» **What is required**: Each line with the word "SyntaxIssue" must appear in the answer, copied from the records.
——————
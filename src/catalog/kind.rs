//! Kind Registry: the fixed set of child-structure kinds and pattern-based selection.

use regex::RegexBuilder;
use rustc_hash::FxHashSet;
use serde::{Deserialize, Serialize};
use std::fmt;
use std::str::FromStr;
use thiserror::Error;

#[derive(Debug, Clone, Copy, PartialEq, Eq, Hash, PartialOrd, Ord, Serialize, Deserialize)]
#[serde(rename_all = "SCREAMING_SNAKE_CASE")]
pub enum Kind {
    Embankment,
    Lock,
    Outlet,
    Turbine,
    Gate,
}

/// Unordered selection of kinds. Aggregation order comes from [`Kind::ALL`].
pub type KindSet = FxHashSet<Kind>;

impl Kind {
    /// Processing order for aggregation.
    pub const ALL: [Kind; 5] = [
        Kind::Embankment,
        Kind::Lock,
        Kind::Outlet,
        Kind::Turbine,
        Kind::Gate,
    ];

    pub fn name(self) -> &'static str {
        match self {
            Kind::Embankment => "EMBANKMENT",
            Kind::Lock => "LOCK",
            Kind::Outlet => "OUTLET",
            Kind::Turbine => "TURBINE",
            Kind::Gate => "GATE",
        }
    }

    /// Field name used for this kind's list in a project summary.
    pub fn field_name(self) -> &'static str {
        match self {
            Kind::Embankment => "embankments",
            Kind::Lock => "locks",
            Kind::Outlet => "outlets",
            Kind::Turbine => "turbines",
            Kind::Gate => "gates",
        }
    }
}

impl fmt::Display for Kind {
    fn fmt(&self, f: &mut fmt::Formatter<'_>) -> fmt::Result {
        f.write_str(self.name())
    }
}

#[derive(Debug, Error, PartialEq, Eq)]
#[error("unknown structure kind: {0}")]
pub struct ParseKindError(pub String);

impl FromStr for Kind {
    type Err = ParseKindError;

    fn from_str(s: &str) -> Result<Self, Self::Err> {
        let token = s.trim();
        Kind::ALL
            .into_iter()
            .find(|kind| {
                token.eq_ignore_ascii_case(kind.name()) || token.eq_ignore_ascii_case(kind.field_name())
            })
            .ok_or_else(|| ParseKindError(s.to_string()))
    }
}

/// Kinds whose canonical name matches `pattern` case-insensitively.
///
/// `None` selects every kind. The match is a search, so an empty pattern also
/// selects every kind. A pattern that does not compile selects nothing.
pub fn matching_kinds(pattern: Option<&str>) -> KindSet {
    let Some(pattern) = pattern else {
        return Kind::ALL.into_iter().collect();
    };

    match RegexBuilder::new(pattern).case_insensitive(true).build() {
        Ok(re) => Kind::ALL
            .into_iter()
            .filter(|kind| re.is_match(kind.name()))
            .collect(),
        Err(e) => {
            tracing::debug!(pattern, error = %e, "kind pattern does not compile; selecting no kinds");
            KindSet::default()
        }
    }
}

/// Build a selection from explicit tokens. Unknown tokens are skipped.
pub fn kinds_from_tokens<I, S>(tokens: I) -> KindSet
where
    I: IntoIterator<Item = S>,
    S: AsRef<str>,
{
    tokens
        .into_iter()
        .filter_map(|token| match token.as_ref().parse::<Kind>() {
            Ok(kind) => Some(kind),
            Err(e) => {
                tracing::debug!(error = %e, "ignoring kind token");
                None
            }
        })
        .collect()
}

/// The selected kinds in processing order.
pub fn ordered(kinds: &KindSet) -> Vec<Kind> {
    Kind::ALL
        .into_iter()
        .filter(|kind| kinds.contains(kind))
        .collect()
}
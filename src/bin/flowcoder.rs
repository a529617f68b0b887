// src/bin/flowcoder.rs

use anyhow::Result;
use clap::Parser;
use colored::*;
use flowcoder::{
    cli::{Cli, dispatcher},
    core::settings::Settings,
};

/// The main entry point of the `flowcoder` application.
/// Sets up logging, loads settings, dispatches to the action handler and
/// performs centralized error handling.
fn main() {
    env_logger::init();

    if let Err(e) = run_cli(Cli::parse()) {
        eprintln!("\n{}: {:#}", "Error".red().bold(), e);
        std::process::exit(1);
    }
}

fn run_cli(cli: Cli) -> Result<()> {
    log::debug!("CLI args parsed: {:?}", cli);
    let settings = Settings::load()?;
    dispatcher::dispatch(cli.args, &settings)
}
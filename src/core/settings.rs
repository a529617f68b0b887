// src/core/settings.rs

//! # Settings
//!
//! User settings read from `<config_dir>/config.toml`. Every field is optional;
//! a missing file yields the defaults. `FLOWCODER_COMMANDS_DIR` overrides the
//! command store location from the file.

use crate::constants::{COMMANDS_DIR_ENV, DEFAULT_MAX_RECURSION_DEPTH};
use crate::core::paths::{self, PathError};
use serde::{Deserialize, Serialize};
use std::fs;
use std::path::{Path, PathBuf};
use thiserror::Error;

/// Errors reading or writing `config.toml`.
#[derive(Error, Debug)]
pub enum ConfigError {
    /// A filesystem I/O error occurred.
    #[error("Filesystem Error: {0}")]
    Io(#[from] std::io::Error),
    /// The config directory could not be resolved.
    #[error("Path error: {0}")]
    Path(#[from] PathError),
    /// `config.toml` is not valid TOML for these settings.
    #[error("Failed to parse settings file '{path}': {source}")]
    Parse {
        /// Settings file that failed to parse.
        path: String,
        /// Underlying TOML error.
        #[source]
        source: toml::de::Error,
    },
    /// Settings could not be written as TOML.
    #[error("Failed to serialize settings to TOML: {0}")]
    TomlSerialize(#[from] toml::ser::Error),
}

/// User settings from `config.toml`. Missing fields take their defaults.
#[derive(Serialize, Deserialize, Debug, Clone, PartialEq, Eq)]
#[serde(default)]
pub struct Settings {
    /// Where command files live. `~` and `$VAR` are expanded.
    pub commands_dir: Option<String>,
    /// Nesting limit handed to execution contexts.
    pub max_recursion_depth: usize,
    /// Promote dangerous Bash findings to errors during `check`.
    pub strict_bash_security: bool,
}

impl Default for Settings {
    fn default() -> Self {
        Self {
            commands_dir: None,
            max_recursion_depth: DEFAULT_MAX_RECURSION_DEPTH,
            strict_bash_security: false,
        }
    }
}

impl Settings {
    /// Loads the settings from the standard location.
    pub fn load() -> Result<Self, ConfigError> {
        Self::load_from(&paths::get_settings_path()?)
    }

    /// Loads settings from `path`; a missing file yields the defaults.
    pub fn load_from(path: &Path) -> Result<Self, ConfigError> {
        if !path.exists() {
            log::debug!("No settings file at {}, using defaults.", path.display());
            return Ok(Self::default());
        }
        let content = fs::read_to_string(path)?;
        toml::from_str(&content).map_err(|source| ConfigError::Parse {
            path: path.display().to_string(),
            source,
        })
    }

    /// Writes the settings as TOML to `path`.
    pub fn save_to(&self, path: &Path) -> Result<(), ConfigError> {
        if let Some(parent) = path.parent() {
            fs::create_dir_all(parent)?;
        }
        fs::write(path, toml::to_string_pretty(self)?)?;
        Ok(())
    }

    /// Resolves the command store directory: env override, then file value, then default.
    pub fn commands_dir(&self) -> Result<PathBuf, ConfigError> {
        if let Ok(dir) = std::env::var(COMMANDS_DIR_ENV)
            && !dir.trim().is_empty()
        {
            return Ok(paths::expand_path(&dir)?);
        }
        match &self.commands_dir {
            Some(dir) => Ok(paths::expand_path(dir)?),
            None => Ok(paths::get_default_commands_dir()?),
        }
    }
}
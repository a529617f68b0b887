// src/cli/handlers/validate.rs

use crate::cli::handlers::commons;
use crate::core::command::Command;
use crate::core::command_validator::{check_circular_dependencies, validate_command_references};
use crate::core::flowchart::ValidationResult;
use crate::core::registry::CommandRegistry;
use crate::core::settings::Settings;
use crate::core::substitution::validate_argument_syntax;
use crate::core::syntax_analyzer::{self, SyntaxIssue};
use anyhow::{Result, anyhow};
use clap::Parser;
use colored::Colorize;
use std::path::PathBuf;

#[derive(Parser, Debug, Default)]
#[command(
    no_binary_name = true,
    about = "Validates a single command: structure, variables, arguments and Bash safety."
)]
struct ValidateArgs {
    /// Command file path or stored command name.
    target: String,
    /// Directory used to resolve Command block targets (defaults to the command store).
    #[arg(long)]
    dir: Option<PathBuf>,
    /// Treat dangerous Bash findings as errors.
    #[arg(long)]
    strict: bool,
}

/// Everything known about one command after a full validation pass.
#[derive(Debug, Default)]
pub struct CommandReport {
    /// Structural, reference and cycle findings.
    pub result: ValidationResult,
    /// Uninitialized-variable and schema findings.
    pub issues: Vec<SyntaxIssue>,
}

/// Runs every check available for `command` against the given registry.
pub fn build_report(command: &Command, registry: &CommandRegistry, strict_bash: bool) -> CommandReport {
    let mut result = command.validate();

    for block in command.flowchart.blocks() {
        for field in block.kind.template_fields() {
            for warning in validate_argument_syntax(field) {
                result.warning(format!("Block '{}': {}", block.name, warning));
            }
        }
    }

    for (block_name, finding, dangerous) in commons::bash_findings(command) {
        let message = format!("Bash block '{block_name}': {finding}");
        if dangerous && strict_bash {
            result.error(message);
        } else {
            result.warning(message);
        }
    }

    for error in validate_command_references(command, registry) {
        result.error(error);
    }
    if let Some(cycle) = check_circular_dependencies(&command.name, &command.flowchart, registry) {
        result.error(cycle);
    }

    CommandReport {
        result,
        issues: syntax_analyzer::analyze_command(command),
    }
}

/// The main handler for the `validate` action.
pub fn handle(args: Vec<String>, settings: &Settings) -> Result<()> {
    let validate_args = ValidateArgs::try_parse_from(&args)?;
    let command = commons::load_command(&validate_args.target, settings)?;

    let mut registry = match commons::load_registry(settings, validate_args.dir.as_deref()) {
        Ok(registry) => registry,
        Err(e) => {
            log::warn!("Command store unavailable, cross-command checks are limited: {:#}", e);
            CommandRegistry::new()
        }
    };
    // The command under validation wins over a stored one of the same name.
    let _ = registry.remove(&command.name);
    registry.insert(command.clone())?;

    let strict = validate_args.strict || settings.strict_bash_security;
    let report = build_report(&command, &registry, strict);

    println!("\n--- {} '{}' ---", "Validating".bold(), command.name.yellow());
    let valid = commons::print_validation(&report.result);
    commons::print_syntax_issues(&report.issues);

    if valid {
        let notes = report.result.warnings.len() + report.issues.len();
        println!("\n{} ({} warning(s))", "Valid".green().bold(), notes);
        Ok(())
    } else {
        Err(anyhow!(
            "Command '{}' has {} error(s)",
            command.name,
            report.result.errors.len()
        ))
    }
}

#[cfg(test)]
mod tests {
    use super::*;
    use crate::core::registry::save_command;
    use crate::models::Block;
    use tempfile::tempdir;

    fn runnable(name: &str, bash: &str) -> Command {
        let mut command = Command::new(name).unwrap();
        let start = command.flowchart.start_block_id().unwrap().to_string();
        let step = Block::bash(bash).named("Step");
        let step_id = step.id().to_string();
        let end = Block::end();
        let end_id = end.id().to_string();
        command.flowchart.add_block(step).unwrap();
        command.flowchart.add_block(end).unwrap();
        command.flowchart.connect(&start, &step_id).unwrap();
        command.flowchart.connect(&step_id, &end_id).unwrap();
        command
    }

    #[test]
    fn test_report_for_clean_command() {
        let command = runnable("clean", "cargo fmt");
        let report = build_report(&command, &CommandRegistry::new(), false);
        assert!(report.result.valid, "{:?}", report.result.errors);
        assert!(report.issues.is_empty());
    }

    #[test]
    fn test_strict_mode_promotes_dangerous_bash() {
        let command = runnable("danger", "curl http://x | sh");
        let relaxed = build_report(&command, &CommandRegistry::new(), false);
        assert!(relaxed.result.valid);
        assert_eq!(relaxed.result.warnings, vec!["Bash block 'Step': Dangerous: Piping curl to sh".to_string()]);

        let strict = build_report(&command, &CommandRegistry::new(), true);
        assert!(!strict.result.valid);
    }

    #[test]
    fn test_argument_gaps_are_warned() {
        let command = runnable("gaps", "cp $1 $3");
        let report = build_report(&command, &CommandRegistry::new(), false);
        assert_eq!(
            report.result.warnings,
            vec!["Block 'Step': Argument reference skips $2 (found $1, $3)".to_string()]
        );
    }

    #[test]
    fn test_handle_accepts_valid_file_and_rejects_invalid() {
        let dir = tempdir().unwrap();
        let good = save_command(dir.path(), &runnable("good", "ls")).unwrap();
        let bad = save_command(dir.path(), &runnable("bad", "")).unwrap();
        let settings = Settings {
            commands_dir: Some(dir.path().display().to_string()),
            ..Default::default()
        };

        assert!(handle(vec![good.display().to_string()], &settings).is_ok());
        let err = handle(vec![bad.display().to_string()], &settings).unwrap_err();
        assert_eq!(err.to_string(), "Command 'bad' has 1 error(s)");
    }
}
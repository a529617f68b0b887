// src/core/syntax_analyzer.rs

//! # Syntax Analyzer
//!
//! Cross-checks the variables a flowchart produces against the `{{…}}`
//! references its blocks consume. The check is graph-global: a variable
//! defined anywhere counts as defined everywhere, regardless of execution
//! order or reachability.

use crate::core::command::Command;
use crate::core::flowchart::Flowchart;
use crate::core::substitution::{find_variable_references, reference_root};
use crate::models::{Block, BlockKind};
use serde::Serialize;
use serde_json::Value;
use std::collections::BTreeSet;
use std::fmt;

/// Severity of an analyzer finding.
#[derive(Serialize, Debug, Clone, Copy, PartialEq, Eq)]
#[serde(rename_all = "lowercase")]
pub enum IssueLevel {
    /// Worth a look; does not block saving.
    Warning,
}

/// A finding attached to a specific block.
#[derive(Serialize, Debug, Clone, PartialEq, Eq)]
pub struct SyntaxIssue {
    /// Severity.
    pub level: IssueLevel,
    /// Human-readable description.
    pub message: String,
    /// Id of the offending block.
    pub block_id: String,
    /// Name of the offending block.
    pub block_name: String,
}

impl SyntaxIssue {
    fn warning(block: &Block, message: impl Into<String>) -> Self {
        Self {
            level: IssueLevel::Warning,
            message: message.into(),
            block_id: block.id().to_string(),
            block_name: block.name.clone(),
        }
    }
}

impl fmt::Display for SyntaxIssue {
    fn fmt(&self, f: &mut fmt::Formatter<'_>) -> fmt::Result {
        write!(f, "[{}] {}", self.block_name, self.message)
    }
}

/// Analyzes a bare flowchart.
pub fn analyze(flowchart: &Flowchart) -> Vec<SyntaxIssue> {
    analyze_with_known(flowchart, BTreeSet::new())
}

/// Analyzes a command's flowchart; declared argument names count as defined.
pub fn analyze_command(command: &Command) -> Vec<SyntaxIssue> {
    let known = command.arguments.iter().map(|a| a.name.clone()).collect();
    analyze_with_known(&command.flowchart, known)
}

fn analyze_with_known(flowchart: &Flowchart, mut defined: BTreeSet<String>) -> Vec<SyntaxIssue> {
    let mut issues = Vec::new();
    collect_defined_variables(flowchart, &mut defined, &mut issues);

    for block in flowchart.blocks() {
        let undefined: BTreeSet<String> = block
            .kind
            .template_fields()
            .into_iter()
            .flat_map(find_variable_references)
            .filter(|reference| !defined.contains(reference_root(reference)))
            .collect();

        if !undefined.is_empty() {
            let names: Vec<&str> = undefined.iter().map(String::as_str).collect();
            issues.push(SyntaxIssue::warning(
                block,
                format!("Uninitialized variables used: {}", names.join(", ")),
            ));
        }
    }

    log::debug!("Syntax analysis found {} issue(s)", issues.len());
    issues
}

fn collect_defined_variables(
    flowchart: &Flowchart,
    defined: &mut BTreeSet<String>,
    issues: &mut Vec<SyntaxIssue>,
) {
    for block in flowchart.blocks() {
        match &block.kind {
            BlockKind::Variable(cfg) if !cfg.variable_name.is_empty() => {
                defined.insert(cfg.variable_name.clone());
            }
            BlockKind::Bash(cfg) => {
                if let Some(name) = cfg.captured_variable() {
                    defined.insert(name.to_string());
                }
            }
            BlockKind::Prompt(cfg) => {
                if let Some(schema) = cfg.output_schema.as_ref().filter(|s| !is_blank_schema(s)) {
                    match schema_properties(schema) {
                        Ok(names) => defined.extend(names),
                        Err(message) => issues.push(SyntaxIssue::warning(block, message)),
                    }
                }
            }
            _ => {}
        }
    }
}

fn is_blank_schema(schema: &Value) -> bool {
    match schema {
        Value::Null => true,
        Value::Object(map) => map.is_empty(),
        _ => false,
    }
}

/// Property names of an object schema, or the warning explaining why none could be read.
fn schema_properties(schema: &Value) -> Result<Vec<String>, &'static str> {
    let Value::Object(map) = schema else {
        return Err("Structured output schema must be a JSON object.");
    };
    match (map.get("type").and_then(Value::as_str), map.get("properties")) {
        (Some("object"), Some(Value::Object(properties))) => Ok(properties.keys().cloned().collect()),
        _ => Err("Structured output schema should define type \"object\" with properties."),
    }
}

#[cfg(test)]
mod tests {
    use super::*;
    use crate::models::{BashConfig, PromptConfig, VariableType};
    use crate::models::CommandArgument;
    use serde_json::json;

    fn chain(blocks: Vec<Block>) -> Flowchart {
        let mut fc = Flowchart::new();
        let mut previous = fc.start_block_id().unwrap().to_string();
        for block in blocks {
            let id = block.id().to_string();
            fc.add_block(block).unwrap();
            fc.connect(&previous, &id).unwrap();
            previous = id;
        }
        fc
    }

    fn schema_prompt(schema: Value) -> Block {
        Block::new(BlockKind::Prompt(PromptConfig {
            prompt: "Classify".to_string(),
            output_schema: Some(schema),
            sound_effect: None,
        }))
        .named("Classify")
    }

    #[test]
    fn test_defined_variables_produce_no_issues() {
        let bash = Block::new(BlockKind::Bash(BashConfig {
            command: "git status".to_string(),
            output_variable: "status".to_string(),
            ..Default::default()
        }));
        let fc = chain(vec![
            Block::variable("count", "3", VariableType::Int),
            bash,
            schema_prompt(json!({"type": "object", "properties": {"verdict": {"type": "string"}}})),
            Block::prompt("{{count}} {{status}} {{verdict}}"),
        ]);
        assert!(analyze(&fc).is_empty());
    }

    #[test]
    fn test_uninitialized_variables_are_sorted() {
        let fc = chain(vec![Block::prompt("{{zeta}} and {{alpha}} and {{zeta}}").named("Ask")]);
        let issues = analyze(&fc);
        assert_eq!(issues.len(), 1);
        assert_eq!(issues[0].block_name, "Ask");
        assert_eq!(issues[0].message, "Uninitialized variables used: alpha, zeta");
    }

    #[test]
    fn test_uncaptured_bash_output_is_not_defined() {
        let bash = Block::new(BlockKind::Bash(BashConfig {
            command: "date".to_string(),
            capture_output: false,
            output_variable: "today".to_string(),
            ..Default::default()
        }));
        let fc = chain(vec![bash, Block::branch("{{today}}").named("Check")]);
        let issues = analyze(&fc);
        assert_eq!(issues.len(), 1);
        assert_eq!(issues[0].message, "Uninitialized variables used: today");
    }

    #[test]
    fn test_nested_reference_uses_root_variable() {
        let fc = chain(vec![
            schema_prompt(json!({"type": "object", "properties": {"user": {}}})),
            Block::prompt("Hello {{user.name}} {{user.tags[0]}}"),
        ]);
        assert!(analyze(&fc).is_empty());
    }

    #[test]
    fn test_malformed_schemas_are_warned() {
        let fc = chain(vec![
            schema_prompt(json!(["not", "an", "object"])),
            schema_prompt(json!({"type": "array"})),
        ]);
        let messages: Vec<String> = analyze(&fc).into_iter().map(|i| i.message).collect();
        assert_eq!(
            messages,
            vec![
                "Structured output schema must be a JSON object.".to_string(),
                "Structured output schema should define type \"object\" with properties.".to_string(),
            ]
        );
    }

    #[test]
    fn test_definition_order_is_ignored() {
        let fc = chain(vec![
            Block::prompt("{{late}}"),
            Block::variable("late", "x", VariableType::String),
        ]);
        assert!(analyze(&fc).is_empty());
    }

    #[test]
    fn test_command_arguments_count_as_defined() {
        let mut command = Command::new("greet")
            .unwrap()
            .with_arguments(vec![CommandArgument::required("who")]);
        let start = command.flowchart.start_block_id().unwrap().to_string();
        let prompt = Block::prompt("Say hi to {{who}}");
        let prompt_id = prompt.id().to_string();
        command.flowchart.add_block(prompt).unwrap();
        command.flowchart.connect(&start, &prompt_id).unwrap();

        assert!(analyze_command(&command).is_empty());
        assert_eq!(analyze(&command.flowchart).len(), 1);
    }
}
——————
» **Answer box**:
use crate::core::syntax_analyzer::{self, SyntaxIssue};
    pub issues: Vec<SyntaxIssue>,
pub struct SyntaxIssue {
impl SyntaxIssue {
impl fmt::Display for SyntaxIssue {
pub fn analyze(flowchart: &Flowchart) -> Vec<SyntaxIssue> {
pub fn analyze_command(command: &Command) -> Vec<SyntaxIssue> {
fn analyze_with_known(flowchart: &Flowchart, mut defined: BTreeSet<String>) -> Vec<SyntaxIssue> {
            issues.push(SyntaxIssue::warning(
    issues: &mut Vec<SyntaxIssue>,
                        Err(message) => issues.push(SyntaxIssue::warning(block, message)),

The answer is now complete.